Later on it was my job to cross the street and buy us his usual afternoon snack from the neighbourhood bakery: round sugar cookies he called kiting-kiting, from the scalloped edges of the cookie-cutters used. Not really sure why they were his favourite, other than the fact that they became soft when dunked into a steaming cup of coffee, and completely toothless that he was, that just suited him quite well. I am not sure how he would have fared with the much crunchier ogoy-ogoy, dusted and baked with granular sugar that gave it a good hard shellac on top, and needed a much longer time soaking in the coffee should he needed a change from his regular treat.
Of course afternoons with him were not always the bucolic tropical idyll I would like to remember. There were always times of fun and merriment, but there were also horrific episodes I do not really wish to recall. But to do that is to negate what he was to us then: a grandfather (the only one I had ever known), a constant companion and best of all for my mother at that time, a babysitter on demand. Not always the best candidate for the job, but one is never so picky when no one else is available.

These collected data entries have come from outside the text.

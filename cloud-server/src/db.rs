//! Database module - PostgreSQL connection and migrations

use sqlx::{postgres::PgPoolOptions, PgPool};

/// Create database connection pool
pub async fn create_pool(database_url: &str) -> Result<PgPool, sqlx::Error> {
    PgPoolOptions::new()
        .max_connections(10)
        .connect(database_url)
        .await
}

/// Run database migrations
pub async fn run_migrations(pool: &PgPool) -> Result<(), sqlx::Error> {
    for statement in SCHEMA_SQL.split(';').map(str::trim).filter(|s| !s.is_empty()) {
        sqlx::query(statement).execute(pool).await?;
    }

    tracing::info!("Database schema applied successfully");
    Ok(())
}

/// Database schema SQL
const SCHEMA_SQL: &str = r#"
-- Evaluated submissions
CREATE TABLE IF NOT EXISTS submissions (
    id UUID PRIMARY KEY DEFAULT gen_random_uuid(),
    site_key_hash VARCHAR(64) NOT NULL,
    form_data JSONB NOT NULL,
    metadata JSONB NOT NULL,
    behavioral_data JSONB NOT NULL,
    detection JSONB NOT NULL,
    reasons JSONB NOT NULL,
    sales_score DOUBLE PRECISION NOT NULL,
    spam_score DOUBLE PRECISION NOT NULL,
    ai_reasoning TEXT,
    decision VARCHAR(20) NOT NULL,
    created_at TIMESTAMPTZ NOT NULL DEFAULT NOW()
);

-- Indexes
CREATE INDEX IF NOT EXISTS idx_submissions_site ON submissions(site_key_hash, created_at);
CREATE INDEX IF NOT EXISTS idx_submissions_decision ON submissions(decision)
"#;
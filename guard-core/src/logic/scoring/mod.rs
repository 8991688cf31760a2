//! Scoring Module
//!
//! Rule-based sales/spam accumulation over extracted signals and
//! behavioral telemetry, blended with an external AI score.
//!
//! ## Structure
//! - `rules`: weights, thresholds and reason tokens
//! - `types`: `ScoreCard`, `AiScore`, clamping
//! - `engine`: `score_signals`, `blend`

pub mod rules;
pub mod types;
pub mod engine;

pub use engine::{blend, score_signals};
pub use types::{clamp_score, AiScore, ScoreCard};
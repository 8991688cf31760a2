//! Health check handler

use axum::{extract::State, Json};
use serde::Serialize;

use crate::AppState;

#[derive(Serialize)]
pub struct HealthResponse {
    status: &'static str,
    version: &'static str,
    timestamp: i64,
    store: &'static str,
    ai_enabled: bool,
}

pub async fn check(State(state): State<AppState>) -> Json<HealthResponse> {
    Json(HealthResponse {
        status: "healthy",
        version: env!("CARGO_PKG_VERSION"),
        timestamp: chrono::Utc::now().timestamp(),
        store: state.store.backend(),
        ai_enabled: state.engine.ai_enabled(),
    })
}
//! Threshold Configuration

use serde::{Deserialize, Serialize};
use thiserror::Error;

use crate::constants::{DEFAULT_THRESHOLD_SALES, DEFAULT_THRESHOLD_SPAM};

#[derive(Debug, Clone, PartialEq, Error)]
pub enum ThresholdError {
    #[error("{name} threshold must lie strictly between 0 and 1, got {value}")]
    OutOfRange { name: &'static str, value: f64 },
}

/// The two configured thresholds
#[derive(Debug, Clone, Copy, PartialEq, Serialize, Deserialize)]
pub struct Thresholds {
    /// Challenge tier, and the hold floor (`sales - 0.2`)
    pub sales: f64,
    /// Block tier
    pub spam: f64,
}

impl Default for Thresholds {
    fn default() -> Self {
        Self {
            sales: DEFAULT_THRESHOLD_SALES,
            spam: DEFAULT_THRESHOLD_SPAM,
        }
    }
}

impl Thresholds {
    /// Both values must lie in (0, 1). Their relative order is not enforced.
    pub fn new(sales: f64, spam: f64) -> Result<Self, ThresholdError> {
        check("sales", sales)?;
        check("spam", spam)?;
        Ok(Self { sales, spam })
    }

    /// True when the tiers do not nest (`spam < sales`)
    pub fn is_inverted(&self) -> bool {
        self.spam < self.sales
    }
}

fn check(name: &'static str, value: f64) -> Result<(), ThresholdError> {
    if value > 0.0 && value < 1.0 {
        Ok(())
    } else {
        Err(ThresholdError::OutOfRange { name, value })
    }
}
//! Interceptor State

use serde::Serialize;
use tokio::time::Instant;

/// Per-form submission state
///
/// ```text
/// Idle ──submit──► Submitting ──► Allowed | Blocked | Held | Challenged
///                                        Challenged ──allow()──► Allowed
/// ```
/// Any state but `Submitting` accepts a new, user-initiated submit.
#[derive(Debug, Clone, Copy, PartialEq, Eq, Serialize)]
#[serde(rename_all = "snake_case")]
pub enum FormState {
    Idle,
    Submitting,
    Allowed,
    Challenged,
    Held,
    Blocked,
}

impl FormState {
    pub fn is_in_flight(&self) -> bool {
        matches!(self, FormState::Submitting)
    }
}

/// Behavioral telemetry of one form registration
#[derive(Debug, Clone)]
pub struct BehavioralSnapshot {
    pub paste_detected: bool,
    pub page_load_time: Instant,
    /// Seconds from attach to the latest submit attempt
    pub time_to_submit: Option<f64>,
}

impl BehavioralSnapshot {
    pub fn new(page_load_time: Instant) -> Self {
        Self {
            paste_detected: false,
            page_load_time,
            time_to_submit: None,
        }
    }

    /// Stamp a submit attempt and return the elapsed seconds
    pub fn mark_submit(&mut self, now: Instant) -> f64 {
        let secs = now.saturating_duration_since(self.page_load_time).as_secs_f64();
        self.time_to_submit = Some(secs);
        secs
    }
}
//! Submit Outcomes
//!
//! `handle_submit` returns an explicit `Outcome`. A challenge that still
//! needs the user's answer comes back as `Pending` carrying the resume
//! capability, so "ask now, resolve later" needs no closure over form state.

use std::cell::Cell;
use std::rc::{Rc, Weak};

use serde::Serialize;

use pitchguard_core::EvaluationResult;

use super::FormInterceptor;

/// Why a submission was let through
#[derive(Debug, Clone, Copy, PartialEq, Eq, Serialize)]
#[serde(rename_all = "snake_case")]
pub enum AllowReason {
    /// Evaluator decided `allowed` (or an unknown decision kind)
    Evaluated,
    /// User or host resolved a challenge
    Confirmed,
    /// Evaluator unreachable or unparseable
    FailOpen,
}

/// Result of one submit attempt
#[derive(Debug)]
pub enum Outcome {
    Allowed(AllowReason),
    Held,
    Blocked,
    /// `success:false` from the evaluator; nothing submitted
    Rejected,
    /// Waiting on the challenge answer
    Pending(ChallengeResume),
    /// Submit ignored: an evaluation is already in flight, or the form is detached
    Suppressed,
}

impl Outcome {
    pub fn is_allowed(&self) -> bool {
        matches!(self, Outcome::Allowed(_))
    }

    pub fn pending(self) -> Option<ChallengeResume> {
        match self {
            Outcome::Pending(resume) => Some(resume),
            _ => None,
        }
    }
}

struct ResumeInner {
    form: Weak<FormInterceptor>,
    attempt: u64,
    result: EvaluationResult,
    used: Cell<bool>,
}

/// One-shot capability to let a challenged submission through
#[derive(Clone)]
pub struct ChallengeResume {
    inner: Rc<ResumeInner>,
}

impl ChallengeResume {
    pub(crate) fn new(form: Weak<FormInterceptor>, attempt: u64, result: EvaluationResult) -> Self {
        Self {
            inner: Rc::new(ResumeInner {
                form,
                attempt,
                result,
                used: Cell::new(false),
            }),
        }
    }

    /// Dispatch the held-back submission. Only the first call on any clone
    /// does anything; returns whether this call dispatched.
    pub fn allow(&self) -> bool {
        if self.inner.used.replace(true) {
            log::debug!("Challenge already resolved, allow() ignored");
            return false;
        }
        match self.inner.form.upgrade() {
            Some(form) => form.resolve_challenge(self.inner.attempt, &self.inner.result),
            None => {
                log::debug!("Challenged form was torn down, allow() ignored");
                false
            }
        }
    }

    pub fn is_resolved(&self) -> bool {
        self.inner.used.get()
    }

    pub fn result(&self) -> &EvaluationResult {
        &self.inner.result
    }
}

impl std::fmt::Debug for ChallengeResume {
    fn fmt(&self, f: &mut std::fmt::Formatter<'_>) -> std::fmt::Result {
        f.debug_struct("ChallengeResume")
            .field("resolved", &self.is_resolved())
            .field("submission_id", &self.inner.result.submission_id)
            .finish()
    }
}
//! Submission model and persistence boundary
//!
//! `PgSubmissionStore` writes to the `submissions` table; without a
//! database the service keeps submissions in a `MemorySubmissionStore`.

use async_trait::async_trait;
use chrono::{DateTime, Utc};
use parking_lot::RwLock;
use serde::{Deserialize, Serialize};
use sqlx::{types::Json, FromRow, PgPool};
use uuid::Uuid;

use pitchguard_core::{BehavioralData, DetectionResult, FormData, RequestMetadata};

use crate::error::AppResult;

#[derive(Debug, Clone, Serialize, Deserialize, FromRow)]
pub struct Submission {
    pub id: Uuid,
    pub site_key_hash: String,
    pub form_data: Json<FormData>,
    pub metadata: Json<RequestMetadata>,
    pub behavioral_data: Json<BehavioralData>,
    pub detection: Json<DetectionResult>,
    pub reasons: Json<Vec<String>>,
    pub sales_score: f64,
    pub spam_score: f64,
    pub ai_reasoning: Option<String>,
    pub decision: String,
    pub created_at: DateTime<Utc>,
}

#[derive(Debug, Clone)]
pub struct NewSubmission {
    pub site_key_hash: String,
    pub form_data: FormData,
    pub metadata: RequestMetadata,
    pub behavioral_data: BehavioralData,
    pub detection: DetectionResult,
    pub reasons: Vec<String>,
    pub sales_score: f64,
    pub spam_score: f64,
    pub ai_reasoning: Option<String>,
    pub decision: String,
}

#[async_trait]
pub trait SubmissionStore: Send + Sync {
    /// Persist one evaluated submission, returning its id
    async fn insert(&self, submission: NewSubmission) -> AppResult<Uuid>;

    async fn find_by_id(&self, id: Uuid) -> AppResult<Option<Submission>>;

    /// Backend name for the health endpoint
    fn backend(&self) -> &'static str;
}

// ============================================================================
// POSTGRES
// ============================================================================

pub struct PgSubmissionStore {
    pool: PgPool,
}

impl PgSubmissionStore {
    pub fn new(pool: PgPool) -> Self {
        Self { pool }
    }
}

#[async_trait]
impl SubmissionStore for PgSubmissionStore {
    async fn insert(&self, s: NewSubmission) -> AppResult<Uuid> {
        let id = sqlx::query_scalar::<_, Uuid>(
            r#"
            INSERT INTO submissions (site_key_hash, form_data, metadata, behavioral_data, detection,
                                     reasons, sales_score, spam_score, ai_reasoning, decision)
            VALUES ($1, $2, $3, $4, $5, $6, $7, $8, $9, $10)
            RETURNING id
            "#
        )
        .bind(&s.site_key_hash)
        .bind(Json(&s.form_data))
        .bind(Json(&s.metadata))
        .bind(Json(&s.behavioral_data))
        .bind(Json(&s.detection))
        .bind(Json(&s.reasons))
        .bind(s.sales_score)
        .bind(s.spam_score)
        .bind(&s.ai_reasoning)
        .bind(&s.decision)
        .fetch_one(&self.pool)
        .await?;

        Ok(id)
    }

    async fn find_by_id(&self, id: Uuid) -> AppResult<Option<Submission>> {
        let row = sqlx::query_as::<_, Submission>("SELECT * FROM submissions WHERE id = $1")
            .bind(id)
            .fetch_optional(&self.pool)
            .await?;
        Ok(row)
    }

    fn backend(&self) -> &'static str {
        "postgres"
    }
}

// ============================================================================
// IN-MEMORY
// ============================================================================

#[derive(Default)]
pub struct MemorySubmissionStore {
    rows: RwLock<Vec<Submission>>,
}

impl MemorySubmissionStore {
    pub fn new() -> Self {
        Self::default()
    }

    #[cfg(test)]
    pub(crate) fn len(&self) -> usize {
        self.rows.read().len()
    }
}

#[async_trait]
impl SubmissionStore for MemorySubmissionStore {
    async fn insert(&self, s: NewSubmission) -> AppResult<Uuid> {
        let row = Submission {
            id: Uuid::new_v4(),
            site_key_hash: s.site_key_hash,
            form_data: Json(s.form_data),
            metadata: Json(s.metadata),
            behavioral_data: Json(s.behavioral_data),
            detection: Json(s.detection),
            reasons: Json(s.reasons),
            sales_score: s.sales_score,
            spam_score: s.spam_score,
            ai_reasoning: s.ai_reasoning,
            decision: s.decision,
            created_at: Utc::now(),
        };
        let id = row.id;

        self.rows.write().push(row);
        Ok(id)
    }

    async fn find_by_id(&self, id: Uuid) -> AppResult<Option<Submission>> {
        Ok(self.rows.read().iter().find(|row| row.id == id).cloned())
    }

    fn backend(&self) -> &'static str {
        "memory"
    }
}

The worst I can remember was one specific afternoon of bathing. This being the tropics, the ritual is not anything that many today will be able to relate. The bathroom was a relatively spacious but extremely dark room, with a flush toilet and a shower head that because of low water pressure never really worked adequately. How the toilet worked I really at this point would rather just forget, and so all that is really left is to relate the bathing ritual.
A water faucet closer to the ground is turned on to collect water in the water pail right under it. Depending on the day and the season, never mind how many other people in the neighbourhood have their taps running as well, it may actually take anywhere from fifteen minutes to half an hour to collect maybe five gallons of water. In the cold months of December and January, one either bathes in cold water, or if one is not inclined to teeth-chattering and time allows, tempers the cold with boiling water from the kitchen. From this pail one scoops water out, dumps it over the head and repeats until one is soaking wet enough and starts scrubbing and cleansing. In those days before the widespread use of plastic, the pail was made out of tin and is usually used until rust eats holes into the metal and only then replaced.
Well the metal pail and the soapy wet concrete floor proved to be a very dangerous combination, at least for me this one particular afternoon.
As I was finishing bathing, I slipped on the wet floor and fell, and on the way down sliced my left side on the side ear of the pail attached to hold the handle. I remember getting up from that fall, my side numb from the cut. The most amazing thing was that there was no blood at all, just this very clean gaping slice, in the shape of a Y, the flesh as white as can be under the skin.
I guess I must have walked out of the bathroom in a daze, and all I remember afterwards was that Mamay was tending to my wound which still surprisingly had not bled. I can still see him shaving Sulfathiazole, that ubiquitous pain relief/analgesic into powder and afterwards sprinkling it over the wound and then bandaging it. No visit to the local doctor, no thought as to the need for tetanus shots, or even suturing this gaping wound shut.
It was a very unpleasant experience to say the least, but thanks to the resiliency of the human body and wonderful childhood simplicity, all that came to pass and I came out of the experience relatively unscathed. Mamay died just over a year later, but that Y-shaped scar on my side stayed with me for many years until it finally faded to almost nothing in my early thirties.